Immersing carbon nano-tubes in cold atomic gases

TL;DR

This paper models the relaxation dynamics of a vibrating carbon nanotube immersed in ultra-cold atoms, providing insights into how atomic collisions induce phonon excitations and how this process can be controlled for cooling applications.

Contribution

It develops a dynamic theoretical framework for phonon relaxation in a nano-tube due to atomic collisions, extending understanding of nano-mechanical cooling techniques.

Findings

Relaxation rates depend on atom density and temperature.

Theoretical estimates align with experimental data.

Guidelines for sympathetic ground state cooling are provided.

Abstract

We investigate the sympathetic relaxation of a free-standing, vibrating carbon nano-tube that is mounted on an atom chip and is immersed in a cloud of ultra-cold atoms.

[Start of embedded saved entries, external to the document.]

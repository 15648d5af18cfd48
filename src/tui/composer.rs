// Message composer
//
// Multi-line input buffer with a cursor. The panel grows with its content:
// visible height is the number of wrapped lines clamped to the configured
// bounds, and longer drafts scroll inside the panel.

use unicode_width::UnicodeWidthChar;

#[derive(Debug, Clone, Default)]
pub struct Composer {
    buffer: String,
    /// Byte offset into `buffer`, always on a char boundary
    cursor: usize,
}

impl Composer {
    pub fn new() -> Self {
        Self::default()
    }

    pub fn text(&self) -> &str {
        &self.buffer
    }

    pub fn is_blank(&self) -> bool {
        self.buffer.trim().is_empty()
    }

    /// Take the draft, leaving the composer empty
    pub fn take(&mut self) -> String {
        self.cursor = 0;
        std::mem::take(&mut self.buffer)
    }

    pub fn insert(&mut self, c: char) {
        self.buffer.insert(self.cursor, c);
        self.cursor += c.len_utf8();
    }

    pub fn newline(&mut self) {
        self.insert('\n');
    }

    pub fn backspace(&mut self) {
        if let Some(prev) = self.prev_boundary() {
            self.buffer.replace_range(prev..self.cursor, "");
            self.cursor = prev;
        }
    }

    pub fn delete(&mut self) {
        if let Some(next) = self.next_boundary() {
            self.buffer.replace_range(self.cursor..next, "");
        }
    }

    pub fn move_left(&mut self) {
        if let Some(prev) = self.prev_boundary() {
            self.cursor = prev;
        }
    }

    pub fn move_right(&mut self) {
        if let Some(next) = self.next_boundary() {
            self.cursor = next;
        }
    }

    /// Start of the current line
    pub fn home(&mut self) {
        self.cursor = self.buffer[..self.cursor]
            .rfind('\n')
            .map(|i| i + 1)
            .unwrap_or(0);
    }

    /// End of the current line
    pub fn end(&mut self) {
        self.cursor = self.buffer[self.cursor..]
            .find('\n')
            .map(|i| self.cursor + i)
            .unwrap_or(self.buffer.len());
    }

    fn prev_boundary(&self) -> Option<usize> {
        self.buffer[..self.cursor]
            .char_indices()
            .next_back()
            .map(|(i, _)| i)
    }

    fn next_boundary(&self) -> Option<usize> {
        self.buffer[self.cursor..]
            .chars()
            .next()
            .map(|c| self.cursor + c.len_utf8())
    }

    /// Draft split into display rows of at most `width` columns
    ///
    /// Explicit newlines always start a row; long lines wrap per character.
    pub fn wrapped_lines(&self, width: u16) -> Vec<String> {
        wrap_hard(&self.buffer, width)
    }

    /// Row and column of the cursor within `wrapped_lines(width)`
    pub fn cursor_position(&self, width: u16) -> (u16, u16) {
        let before = wrap_hard(&self.buffer[..self.cursor], width);
        let row = before.len().saturating_sub(1);
        let col = before
            .last()
            .map(|line| line.chars().filter_map(|c| c.width()).sum::<usize>())
            .unwrap_or(0);

        // A full row pushes the cursor onto the next one
        if col >= width.max(1) as usize {
            (row as u16 + 1, 0)
        } else {
            (row as u16, col as u16)
        }
    }

    /// Panel height in text rows: wrapped rows clamped to `[min, max]`
    pub fn visible_height(&self, width: u16, min: u16, max: u16) -> u16 {
        let rows = self.wrapped_lines(width).len() as u16;
        rows.clamp(min, max.max(min))
    }
}

fn wrap_hard(text: &str, width: u16) -> Vec<String> {
    let width = width.max(1) as usize;
    let mut rows = Vec::new();

    for line in text.split('\n') {
        let mut row = String::new();
        let mut used = 0;
        for c in line.chars() {
            let w = c.width().unwrap_or(0);
            if used + w > width && !row.is_empty() {
                rows.push(std::mem::take(&mut row));
                used = 0;
            }
            row.push(c);
            used += w;
        }
        rows.push(row);
    }

    rows
}

#[cfg(test)]
mod tests {
    use super::*;

    fn typed(text: &str) -> Composer {
        let mut composer = Composer::new();
        for c in text.chars() {
            if c == '\n' {
                composer.newline();
            } else {
                composer.insert(c);
            }
        }
        composer
    }

    #[test]
    fn test_height_grows_with_content() {
        let composer = typed("Quais coberturas tenho?");
        assert_eq!(composer.visible_height(40, 1, 6), 1);
        // 23 columns over a 10-column panel
        assert_eq!(composer.visible_height(10, 1, 6), 3);

        let long = typed("a\nb\nc\nd\ne\nf\ng\nh");
        assert_eq!(long.visible_height(40, 1, 6), 6);
        assert_eq!(Composer::new().visible_height(40, 2, 6), 2);
    }

    #[test]
    fn test_newline_then_take() {
        let mut composer = typed("Olá\nTudo bem?");
        assert_eq!(composer.wrapped_lines(40), vec!["Olá", "Tudo bem?"]);
        assert_eq!(composer.take(), "Olá\nTudo bem?");
        assert!(composer.is_blank());
        assert_eq!(composer.cursor_position(40), (0, 0));
    }

    #[test]
    fn test_editing_multibyte_text() {
        let mut composer = typed("apólice");
        composer.move_left();
        composer.move_left();
        composer.move_left();
        composer.move_left();
        // Cursor sits after "apó"
        composer.backspace();
        assert_eq!(composer.text(), "aplice");
        composer.insert('ó');
        composer.end();
        composer.delete();
        composer.home();
        composer.delete();
        assert_eq!(composer.text(), "pólice");
    }

    #[test]
    fn test_cursor_follows_wrapping() {
        let composer = typed("abcdefghij");
        assert_eq!(composer.cursor_position(4), (2, 2));
        let exact = typed("abcd");
        assert_eq!(exact.cursor_position(4), (1, 0));
        let lines = typed("ab\ncd");
        assert_eq!(lines.cursor_position(10), (1, 2));
    }
}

Gas atoms colliding with the nano-tube excite phonons via a Casimir-Polder potential. We use Fermi's Golden Rule to estimate the relaxation rates for relevant experimental parameters and develop a fully dynamic theory of relaxation for the multi-mode phononic field embedded in a thermal atomic reservoir. Based on currently available experimental data, we identify the relaxation rates as a function of atom density and temperature that are required for sympathetic ground state cooling of carbon nano-tubes.